**Problem to solve:** If a line of the records contains the word "LowercaseOnly", list it.

•••••

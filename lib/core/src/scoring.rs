//! Weighted multi-field relevance scoring
//!
//! Each searchable field contributes independently: the full "exact" weight
//! when the whole normalized field equals the query term, otherwise the
//! "contains" weight when the term is one of the field's comma segments.
//! Contributions are summed across fields.

use crate::index::normalize;
use crate::store::{Row, SearchField};
use serde::{Deserialize, Serialize};

/// Points awarded by one field
#[derive(Debug, Clone, Copy, PartialEq, Serialize, Deserialize)]
pub struct FieldWeight {
    /// Whole field equals the term
    pub exact: f64,
    /// Term is one segment of the comma-separated field
    pub contains: f64,
}

impl FieldWeight {
    pub const fn new(exact: f64, contains: f64) -> Self {
        Self { exact, contains }
    }

    fn clamped(self) -> Self {
        Self {
            exact: self.exact.max(0.0),
            contains: self.contains.max(0.0),
        }
    }
}

#[derive(Debug, Clone, Copy, PartialEq, Serialize, Deserialize)]
pub struct ScoringWeights {
    pub category: FieldWeight,
    pub wordnet_lemmas: FieldWeight,
    pub tags: FieldWeight,
    pub name: FieldWeight,
}

impl ScoringWeights {
    pub fn get(&self, field: SearchField) -> FieldWeight {
        match field {
            SearchField::Category => self.category,
            SearchField::WordnetLemmas => self.wordnet_lemmas,
            SearchField::Tags => self.tags,
            SearchField::Name => self.name,
        }
    }
}

impl Default for ScoringWeights {
    fn default() -> Self {
        Self {
            category: FieldWeight::new(25.0, 10.0),
            wordnet_lemmas: FieldWeight::new(5.0, 5.0),
            tags: FieldWeight::new(10.0, 10.0),
            name: FieldWeight::new(100.0, 20.0),
        }
    }
}

/// How the incoming query term is normalized before comparison
///
/// Field values are always lower-cased and trimmed. `LowercaseOnly` leaves
/// surrounding whitespace on the query, so `" desk"` scores zero against a
/// `desk` field even though the index lookup finds the row.
#[derive(Debug, Clone, Copy, PartialEq, Eq, Default, Serialize, Deserialize)]
#[serde(rename_all = "snake_case")]
pub enum QueryNormalization {
    #[default]
    LowercaseOnly,
    LowercaseTrim,
}

#[derive(Debug, Clone, Copy, Default, PartialEq, Serialize, Deserialize)]
pub struct Scorer {
    weights: ScoringWeights,
    normalization: QueryNormalization,
}

impl Scorer {
    /// Negative weights are clamped to zero so scores stay non-negative
    pub fn new(weights: ScoringWeights, normalization: QueryNormalization) -> Self {
        let weights = ScoringWeights {
            category: weights.category.clamped(),
            wordnet_lemmas: weights.wordnet_lemmas.clamped(),
            tags: weights.tags.clamped(),
            name: weights.name.clamped(),
        };
        Self { weights, normalization }
    }

    pub fn weights(&self) -> &ScoringWeights {
        &self.weights
    }

    pub fn normalization(&self) -> QueryNormalization {
        self.normalization
    }

    fn normalize_query(&self, term: &str) -> String {
        match self.normalization {
            QueryNormalization::LowercaseOnly => term.to_lowercase(),
            QueryNormalization::LowercaseTrim => normalize(term),
        }
    }

    /// Relevance of `row` for `term`
    pub fn score(&self, row: &Row, term: &str) -> f64 {
        let term = self.normalize_query(term);
        SearchField::ALL
            .iter()
            .map(|&field| field_score(row.field(field), &term, self.weights.get(field)))
            .sum()
    }

    /// Per-field contributions, in `SearchField::ALL` order
    pub fn field_scores(&self, row: &Row, term: &str) -> [(SearchField, f64); 4] {
        let term = self.normalize_query(term);
        SearchField::ALL.map(|field| {
            (field, field_score(row.field(field), &term, self.weights.get(field)))
        })
    }
}

fn field_score(value: Option<&str>, term: &str, weight: FieldWeight) -> f64 {
    let Some(value) = value else {
        return 0.0;
    };
    let value = normalize(value);
    if value == term {
        weight.exact
    } else if value.split(',').any(|part| part.trim() == term) {
        weight.contains
    } else {
        0.0
    }
}

/// Score with the default weights and query normalization
pub fn score(row: &Row, term: &str) -> f64 {
    Scorer::default().score(row, term)
}

#[cfg(test)]
mod tests {
    use super::*;

    fn desk_row() -> Row {
        Row::new(6, "wss.7170910538470c80738e43095496b061")
            .with_field(SearchField::Category, "Desk,Furniture")
            .with_field(SearchField::Name, "desk")
    }

    #[test]
    fn test_name_exact_plus_category_contains() {
        let row = desk_row();
        assert_eq!(score(&row, "desk"), 110.0);
        assert_eq!(score(&row, "DESK"), 110.0);
    }

    #[test]
    fn test_category_list_only() {
        assert_eq!(score(&desk_row(), "furniture"), 10.0);
    }

    #[test]
    fn test_category_exact() {
        let row = Row::new(0, "wss.a").with_field(SearchField::Category, " Desk ");
        assert_eq!(score(&row, "desk"), 25.0);
    }

    #[test]
    fn test_segment_must_match_whole() {
        let row = Row::new(0, "wss.a").with_field(SearchField::Category, "Desks,Furniture");
        assert_eq!(score(&row, "desk"), 0.0);
    }

    #[test]
    fn test_segments_are_trimmed() {
        let row = Row::new(0, "wss.a").with_field(SearchField::Tags, "wood, desk ,office");
        assert_eq!(score(&row, "desk"), 10.0);
    }

    #[test]
    fn test_all_fields_accumulate() {
        let row = Row::new(0, "wss.a")
            .with_field(SearchField::Category, "Lamp")
            .with_field(SearchField::WordnetLemmas, "lamp")
            .with_field(SearchField::Tags, "lamp,light")
            .with_field(SearchField::Name, "Lamp,Floor lamp");
        assert_eq!(score(&row, "lamp"), 25.0 + 5.0 + 10.0 + 20.0);
    }

    #[test]
    fn test_query_whitespace_parity() {
        let row = desk_row();
        assert_eq!(score(&row, " desk"), 0.0);

        let symmetric = Scorer::new(ScoringWeights::default(), QueryNormalization::LowercaseTrim);
        assert_eq!(symmetric.score(&row, " desk "), 110.0);
    }

    #[test]
    fn test_absent_fields_score_zero() {
        let row = Row::new(0, "wss.a");
        assert_eq!(score(&row, "anything"), 0.0);
    }

    #[test]
    fn test_field_sum_is_order_independent() {
        let row = desk_row();
        let scorer = Scorer::default();
        let forward: f64 = scorer.field_scores(&row, "desk").iter().map(|(_, s)| s).sum();
        let backward: f64 = scorer.field_scores(&row, "desk").iter().rev().map(|(_, s)| s).sum();
        assert_eq!(forward, backward);
        assert_eq!(forward, scorer.score(&row, "desk"));
    }

    #[test]
    fn test_negative_weights_clamped() {
        let mut weights = ScoringWeights::default();
        weights.name = FieldWeight::new(-100.0, -20.0);
        let scorer = Scorer::new(weights, QueryNormalization::default());
        assert!(scorer.score(&desk_row(), "desk") >= 0.0);
        assert_eq!(scorer.score(&desk_row(), "desk"), 10.0);
    }
}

•••••

**Output below:**
/// Field values are always lower-cased and trimmed. `LowercaseOnly` leaves
    LowercaseOnly,
            QueryNormalization::LowercaseOnly => term.to_lowercase(),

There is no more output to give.